Here's a (rotating) bottled (black) IPA for your top beer! Phew! This roasty black IPA hides its alcohol well and leaves you with a more coffee and chocolate than hops feeling when you finish. But it is interesting that Rhode Island's top regular IPA comes in at 18th on the state's boards. This is a state that enjoys its stouts, pumpkins, strongs ales and dark ales -- there's even two Oktoberfests in the top 10. That's rare. Here's a lively state that likes it dark. It's just not a huge state, so they haven't raised the likes of Revival, Grey Sail, and Coastal Extreme to the level of national awareness. 

#42) Kansas -- Tall Grass Vanilla Bean Buffalo Sweat (4.41 BAR, 118 Style+, 5 ABV)

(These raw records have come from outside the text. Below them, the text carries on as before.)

//! Error types for the code intelligence engine.
//!
//! Structured errors using thiserror, one enum per failure family, plus a
//! crate-level aggregate that maps every kind onto a process exit code.

use std::path::PathBuf;
use thiserror::Error;

/// Process exit codes reported by the CLI.
///
/// 0 success, 1 operational failure, 2 blocked by guard or validation,
/// 3 index missing or corrupt.
#[derive(Debug, Clone, Copy, PartialEq, Eq)]
#[repr(i32)]
pub enum ExitCode {
    Success = 0,
    OperationalError = 1,
    Blocked = 2,
    IndexUnavailable = 3,
}

impl ExitCode {
    pub fn code(self) -> i32 {
        self as i32
    }
}

/// Main error type for index and query operations.
#[derive(Error, Debug)]
pub enum CerberusError {
    #[error("Failed to read file '{}': {source}", path.display())]
    FileRead {
        path: PathBuf,
        source: std::io::Error,
    },

    #[error("Failed to write file '{}': {source}", path.display())]
    FileWrite {
        path: PathBuf,
        source: std::io::Error,
    },

    #[error("Failed to parse {language} file '{}': {reason}", path.display())]
    Parse {
        path: PathBuf,
        language: String,
        reason: String,
    },

    #[error("Store operation failed during {operation}: {cause}")]
    Store { operation: String, cause: String },

    #[error("Symbol '{name}' not found. Has the file been indexed?")]
    SymbolNotFound { name: String },

    #[error("File '{path}' not found in index")]
    FileNotFound { path: String },

    #[error("Index not found at '{}'. Run a scan first.", path.display())]
    IndexMissing { path: PathBuf },

    #[error("Index appears to be corrupted: {reason}")]
    IndexCorrupted { reason: String },

    #[error("File modified externally: {}", path.display())]
    Conflict { path: PathBuf },

    #[error("Edit produced invalid syntax in '{}': {}", path.display(), errors.join("; "))]
    Validation { path: PathBuf, errors: Vec<String> },

    #[error("{message}")]
    Guard {
        message: String,
        referents: Vec<String>,
    },

    #[error("Split-store divergence: {reason}")]
    Integrity { reason: String },

    #[error("Could not resolve {what}: {reason}")]
    Resolution { what: String, reason: String },

    #[error("Invalid configuration: {reason}")]
    Config { reason: String },

    #[error("Daemon error: {reason}")]
    Daemon { reason: String },

    #[error("{0}")]
    General(String),
}

impl CerberusError {
    /// Exit code this error maps to when it reaches the CLI boundary.
    pub fn exit_code(&self) -> ExitCode {
        match self {
            Self::Guard { .. } | Self::Validation { .. } => ExitCode::Blocked,
            Self::IndexMissing { .. } | Self::IndexCorrupted { .. } => ExitCode::IndexUnavailable,
            _ => ExitCode::OperationalError,
        }
    }

    /// Remediation hints printed alongside the operational message.
    pub fn recovery_suggestions(&self) -> Vec<&'static str> {
        match self {
            Self::IndexMissing { .. } => vec![
                "Run 'cerberus scan <root>' to build the index",
                "Check that --index points at the right directory",
            ],
            Self::IndexCorrupted { .. } => vec![
                "Run 'cerberus scan <root> --force' to rebuild from scratch",
                "Check for disk errors or filesystem corruption",
            ],
            Self::Conflict { .. } => vec![
                "The file changed under us; no write was performed",
                "Re-run the edit against the current file contents",
            ],
            Self::Validation { .. } => vec![
                "The file was restored from backup; nothing was changed",
                "Fix the syntax in the replacement code and retry",
            ],
            Self::Guard { .. } => vec![
                "Pass --force to override the reference guard",
                "Update the referencing sites first, then retry",
            ],
            Self::Store { .. } => vec![
                "The transaction was rolled back; the index is consistent",
                "Try the operation again, it may succeed on retry",
            ],
            Self::FileRead { .. } => vec![
                "Check that the file exists and you have read permissions",
            ],
            _ => vec![],
        }
    }

    /// Machine-mode rendition with stable field names.
    pub fn to_json(&self) -> serde_json::Value {
        let kind = match self {
            Self::Parse { .. } => "parse_error",
            Self::Store { .. } => "store_error",
            Self::SymbolNotFound { .. } | Self::FileNotFound { .. } => "not_found",
            Self::Conflict { .. } => "conflict",
            Self::Validation { .. } => "validation_error",
            Self::Guard { .. } => "guard_error",
            Self::Integrity { .. } => "integrity_error",
            Self::Resolution { .. } => "resolution_error",
            Self::IndexMissing { .. } | Self::IndexCorrupted { .. } => "index_unavailable",
            Self::Config { .. } => "config_error",
            _ => "error",
        };
        let mut value = serde_json::json!({
            "error": kind,
            "message": self.to_string(),
            "hints": self.recovery_suggestions(),
        });
        if let Self::Guard { referents, .. } = self {
            value["referents"] = serde_json::json!(referents);
        }
        value
    }
}

impl From<rusqlite::Error> for CerberusError {
    fn from(e: rusqlite::Error) -> Self {
        Self::Store {
            operation: "sqlite".to_string(),
            cause: e.to_string(),
        }
    }
}

impl From<std::io::Error> for CerberusError {
    fn from(e: std::io::Error) -> Self {
        Self::General(e.to_string())
    }
}

impl From<serde_json::Error> for CerberusError {
    fn from(e: serde_json::Error) -> Self {
        Self::General(format!("serialization error: {e}"))
    }
}

/// Result alias used throughout the crate.
pub type Result<T> = std::result::Result<T, CerberusError>;

#[cfg(test)]
mod tests {
    use super::*;

    #[test]
    fn guard_and_validation_map_to_blocked() {
        let guard = CerberusError::Guard {
            message: "blocked".into(),
            referents: vec!["b.py".into()],
        };
        assert_eq!(guard.exit_code(), ExitCode::Blocked);

        let validation = CerberusError::Validation {
            path: PathBuf::from("a.py"),
            errors: vec!["syntax error at line 3".into()],
        };
        assert_eq!(validation.exit_code(), ExitCode::Blocked);
    }

    #[test]
    fn missing_index_maps_to_exit_three() {
        let err = CerberusError::IndexMissing {
            path: PathBuf::from(".cerberus/index"),
        };
        assert_eq!(err.exit_code().code(), 3);
        assert!(!err.recovery_suggestions().is_empty());
    }

    #[test]
    fn guard_json_carries_referents() {
        let err = CerberusError::Guard {
            message: "referenced elsewhere".into(),
            referents: vec!["b.py".into(), "c.py".into()],
        };
        let json = err.to_json();
        assert_eq!(json["error"], "guard_error");
        assert_eq!(json["referents"].as_array().unwrap().len(), 2);
    }
}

That's a roller coaster of a name right there. You could be ambivalent, excited, disgusted and then intrigued before you finish reading the label. This milk stout is rotating, but it raises enough eyes when it's out to lead the leaderboard for the state. The Buffalo Sweat varietal starts with the same roasty nutty smell, but the vanilla steps through from the beginning. Critics call it a bit sweet, but considering that the second-best beer in Kansas is another Buffalo Sweat varietal, it looks like Tall Grass is the beer to look for in Kansas.  You can find their 8-Bit Pale Ale in Chicago, so it's not just a regional brewery. 

#41) Kentucky -- Lexington Brewing Kentucky Bourbon Barrel Ale (4.41 BAR, 115 Style+, 8.19 ABV)

Troegs Nugget Nectar is on the only other red to lead a state, but you have to give Country Boy the nod when it comes to naming their beer with a smile -- their Red-Headed Stepchild leads the state. Unfortunately, this beer is also retired. Perhaps we won't list the retired beers in upcoming versions. Let's make this decision now. In Kentucky, the active leader is the Kentucky Bourbon Barrel Ale from Lexington Brewing. The English Strong is an award-winning beer aged six weeks in fresh bourbon barrels for vanilla and oak flavors. Nice thing about this beer is you can find it, too. Bo & Luke Porter from Against the Grain is also right there, and worth seeking out.